Source Salt Lake Tribune

US investigators probing allegations of torture at an Iraqi-run juvenile prison in Baghdad found clear evidence earlier this year that Sunni children had been murdered by their Shiite captors, according to a lead officer on the investigative team. "The security detail came in literally as they were cleaning the blood from the floor -- they had just killed two Sunni kids," said Lt. Col.

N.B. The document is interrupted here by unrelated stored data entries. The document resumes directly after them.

// Copyright Exograph, Inc. All rights reserved.
//
// Use of this software is governed by the Business Source License
// included in the LICENSE file at the root of this repository.
//
// As of the Change Date specified in that file, in accordance with
// the Business Source License, use of this software will be governed
// by the Apache License, Version 2.0.

//! Least-common-supertype and union computation over [`GraphType`]s.
//!
//! The unification walks raw-class hierarchies to find candidate common
//! ancestors (universal roots excluded unless they are the only commonality),
//! unifies type arguments position by position, unifies array components, and
//! merges annotation sets at every level. A visited set of type-pair keys
//! guards against self-referential generic structures: a revisited pair
//! resolves to the raw candidate instead of recursing forever.

use std::collections::{HashSet, VecDeque};

use crate::annotation::AnnotationMap;

use super::substitution::substitute_lenient;
use super::{GraphType, TypeAlgebraError, TypeArena, TypeId, TypeShape, template_raw};

pub fn common_supertype(
    arena: &TypeArena,
    types: &[GraphType],
) -> Result<GraphType, TypeAlgebraError> {
    common_supertype_with_fallback(arena, types, None)
}

/// Folds `types` into their most-specific common supertype.
///
/// When the only commonality is a universal root (and the inputs are not
/// themselves that root), the types are considered incompatible: the
/// `fallback` is returned if supplied, otherwise an error.
pub fn common_supertype_with_fallback(
    arena: &TypeArena,
    types: &[GraphType],
    fallback: Option<&GraphType>,
) -> Result<GraphType, TypeAlgebraError> {
    let mut iter = types.iter();
    let first = iter
        .next()
        .ok_or_else(|| TypeAlgebraError::NoCommonSupertype {
            types: String::new(),
        })?;

    let mut seen = HashSet::new();
    let mut acc = first.clone();
    for typ in iter {
        acc = unify(arena, &acc, typ, &mut seen);
    }

    let universal = acc
        .raw()
        .map(|id| arena[id].universal)
        .unwrap_or(false);
    let degenerate =
        universal && types.iter().any(|typ| typ.key(arena) != acc.key(arena));

    if degenerate {
        match fallback {
            Some(fallback) => Ok(fallback.clone()),
            None => Err(TypeAlgebraError::NoCommonSupertype {
                types: types
                    .iter()
                    .map(|typ| typ.key(arena))
                    .collect::<Vec<_>>()
                    .join(", "),
            }),
        }
    } else {
        Ok(acc)
    }
}

/// Order-preserving union, de-duplicated by underlying raw type.
pub fn union_of(arena: &TypeArena, types: &[GraphType]) -> GraphType {
    let mut members: Vec<GraphType> = vec![];
    let mut keys: Vec<String> = vec![];
    let mut annotations = AnnotationMap::default();

    let push = |typ: &GraphType,
                members: &mut Vec<GraphType>,
                keys: &mut Vec<String>,
                annotations: &mut AnnotationMap| {
        annotations.merge(&typ.annotations);
        let key = typ
            .raw()
            .map(|id| arena[id].name.clone())
            .unwrap_or_else(|| typ.key(arena));
        if !keys.contains(&key) {
            keys.push(key);
            members.push(typ.clone());
        }
    };

    for typ in types {
        match &typ.shape {
            TypeShape::Union(nested) => {
                for member in nested {
                    push(member, &mut members, &mut keys, &mut annotations);
                }
            }
            _ => push(typ, &mut members, &mut keys, &mut annotations),
        }
    }

    if members.len() == 1 {
        let mut only = members.into_iter().next().unwrap();
        only.annotations.merge(&annotations);
        only
    } else {
        GraphType {
            shape: TypeShape::Union(members),
            annotations,
        }
    }
}

/// Bounds-erased view of a type: wildcard-like bounds are replaced by their
/// first upper bound (the universal root when unbounded), recursively.
pub fn stripped(arena: &TypeArena, typ: &GraphType) -> GraphType {
    let annotations = typ.annotations.clone();
    match &typ.shape {
        TypeShape::Bounded { uppers } => {
            let mut upper = uppers
                .first()
                .map(|upper| stripped(arena, upper))
                .unwrap_or_else(|| arena.any_type());
            upper.annotations.merge(&annotations);
            upper
        }
        TypeShape::Class(_) => typ.clone(),
        TypeShape::Parameterized { raw, args } => GraphType {
            shape: TypeShape::Parameterized {
                raw: *raw,
                args: args.iter().map(|arg| stripped(arena, arg)).collect(),
            },
            annotations,
        },
        TypeShape::Array(component) => GraphType {
            shape: TypeShape::Array(Box::new(stripped(arena, component))),
            annotations,
        },
        TypeShape::Union(members) => GraphType {
            shape: TypeShape::Union(
                members.iter().map(|member| stripped(arena, member)).collect(),
            ),
            annotations,
        },
    }
}

/// All (raw class, type arguments) instantiations reachable from `typ`,
/// breadth first, the type itself first. The universal root is an implicit
/// ancestor of every class-shaped type.
fn instantiations(arena: &TypeArena, typ: &GraphType) -> Vec<(TypeId, Vec<GraphType>)> {
    let Some(start) = decompose(typ) else {
        return vec![];
    };

    let mut out: Vec<(TypeId, Vec<GraphType>)> = vec![];
    let mut queue = VecDeque::from([start]);

    while let Some((id, args)) = queue.pop_front() {
        if out.iter().any(|(seen, _)| *seen == id) {
            continue;
        }
        for template in &arena[id].supertypes {
            if let Some(sup_raw) = template_raw(template) {
                let instantiated = substitute_lenient(template, &args, arena);
                let sup_args = match instantiated.shape {
                    TypeShape::Parameterized { args, .. } => args,
                    _ => vec![],
                };
                queue.push_back((sup_raw, sup_args));
            }
        }
        out.push((id, args));
    }

    if !out.iter().any(|(id, _)| *id == arena.any()) {
        out.push((arena.any(), vec![]));
    }
    out
}

fn decompose(typ: &GraphType) -> Option<(TypeId, Vec<GraphType>)> {
    match &typ.shape {
        TypeShape::Class(id) => Some((*id, vec![])),
        TypeShape::Parameterized { raw, args } => Some((*raw, args.clone())),
        TypeShape::Bounded { uppers } => uppers.first().and_then(decompose),
        TypeShape::Array(_) | TypeShape::Union(_) => None,
    }
}

fn unify(
    arena: &TypeArena,
    a: &GraphType,
    b: &GraphType,
    seen: &mut HashSet<(String, String)>,
) -> GraphType {
    let key_a = a.key(arena);
    let key_b = b.key(arena);

    if key_a == key_b {
        return merge_same(a, b);
    }

    match (&a.shape, &b.shape) {
        (TypeShape::Array(left), TypeShape::Array(right)) => {
            let mut unified = GraphType::array(unify(arena, left, right, seen));
            unified.annotations = a.annotations.clone().merged(&b.annotations);
            unified
        }
        (TypeShape::Union(_), _) | (_, TypeShape::Union(_)) => {
            union_of(arena, &[a.clone(), b.clone()])
        }
        _ => {
            let (Some(_), Some(_)) = (decompose(a), decompose(b)) else {
                // array vs class and the like: only the universal root is common
                let mut any = arena.any_type();
                any.annotations = a.annotations.clone().merged(&b.annotations);
                return any;
            };

            let insts_a = instantiations(arena, a);
            let insts_b = instantiations(arena, b);

            let candidates: Vec<TypeId> = insts_a
                .iter()
                .map(|(id, _)| *id)
                .filter(|id| insts_b.iter().any(|(other, _)| other == id))
                .collect();

            let non_universal: Vec<TypeId> = candidates
                .iter()
                .copied()
                .filter(|id| !arena[*id].universal)
                .collect();
            let pool = if non_universal.is_empty() {
                candidates
            } else {
                non_universal
            };

            // most specific: drop candidates that are strict supertypes of another
            let minimal: Vec<TypeId> = pool
                .iter()
                .copied()
                .filter(|candidate| {
                    !pool
                        .iter()
                        .any(|other| other != candidate && arena.is_subtype(*other, *candidate))
                })
                .collect();
            let chosen = *minimal.first().unwrap_or(&arena.any());

            let annotations = a.annotations.clone().merged(&b.annotations);

            let erased = !seen.insert((key_a, key_b));
            let args_a = args_of(&insts_a, chosen);
            let args_b = args_of(&insts_b, chosen);

            let shape = if erased || args_a.is_empty() || args_a.len() != args_b.len() {
                TypeShape::Class(chosen)
            } else {
                TypeShape::Parameterized {
                    raw: chosen,
                    args: args_a
                        .iter()
                        .zip(args_b.iter())
                        .map(|(left, right)| unify(arena, left, right, seen))
                        .collect(),
                }
            };

            GraphType { shape, annotations }
        }
    }
}

fn args_of(insts: &[(TypeId, Vec<GraphType>)], id: TypeId) -> Vec<GraphType> {
    insts
        .iter()
        .find(|(candidate, _)| *candidate == id)
        .map(|(_, args)| args.clone())
        .unwrap_or_default()
}

/// Merge of two structurally identical types: annotation union at every level.
fn merge_same(a: &GraphType, b: &GraphType) -> GraphType {
    let annotations = a.annotations.clone().merged(&b.annotations);
    let shape = match (&a.shape, &b.shape) {
        (
            TypeShape::Parameterized { raw, args: left },
            TypeShape::Parameterized { args: right, .. },
        ) if left.len() == right.len() => TypeShape::Parameterized {
            raw: *raw,
            args: left
                .iter()
                .zip(right.iter())
                .map(|(l, r)| merge_same(l, r))
                .collect(),
        },
        (TypeShape::Array(left), TypeShape::Array(right)) => {
            TypeShape::Array(Box::new(merge_same(left, right)))
        }
        (TypeShape::Union(left), TypeShape::Union(right)) if left.len() == right.len() => {
            TypeShape::Union(
                left.iter()
                    .zip(right.iter())
                    .map(|(l, r)| merge_same(l, r))
                    .collect(),
            )
        }
        (TypeShape::Bounded { uppers: left }, TypeShape::Bounded { uppers: right })
            if left.len() == right.len() =>
        {
            TypeShape::Bounded {
                uppers: left
                    .iter()
                    .zip(right.iter())
                    .map(|(l, r)| merge_same(l, r))
                    .collect(),
            }
        }
        _ => a.shape.clone(),
    };
    GraphType { shape, annotations }
}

Craig J. Simper, a Judge Advocate General Corps officer from the Utah-based 419th Fighter Wing, who helped arrange the inspection. "The explanation was that these guys were trying to escape, but our investigation concluded that they were actually scheduled for release." Under the social affairs ministry, juvenile detention centers are supposed to offer academic and vocational training, but Simper described "a prison in the very worst sense.... It was worse than the adult prisons." "We found lots of evidence of torture, of physical and sexual abuse, just deplorable conditions," he said. "The rats were the size of Chihuahuas and the juveniles were being housed 50 to a cell." Simper said the boys being held in the prison were as young as 6-years-old. The two boys who were killed were in their mid-teens, he said. The task force's conclusions are not the first findings of gross human rights abuses within Iraq's central government. US forces staged several high-profile raids on adult detention centers run by Iraq's Ministry of the Interior in 2005 and 2006, uncovering several "torture dungeons" where, in some cases, prisoners -- most often Sunni men accused of insurgent activity -- had been mutilated with chains, knives and power drills.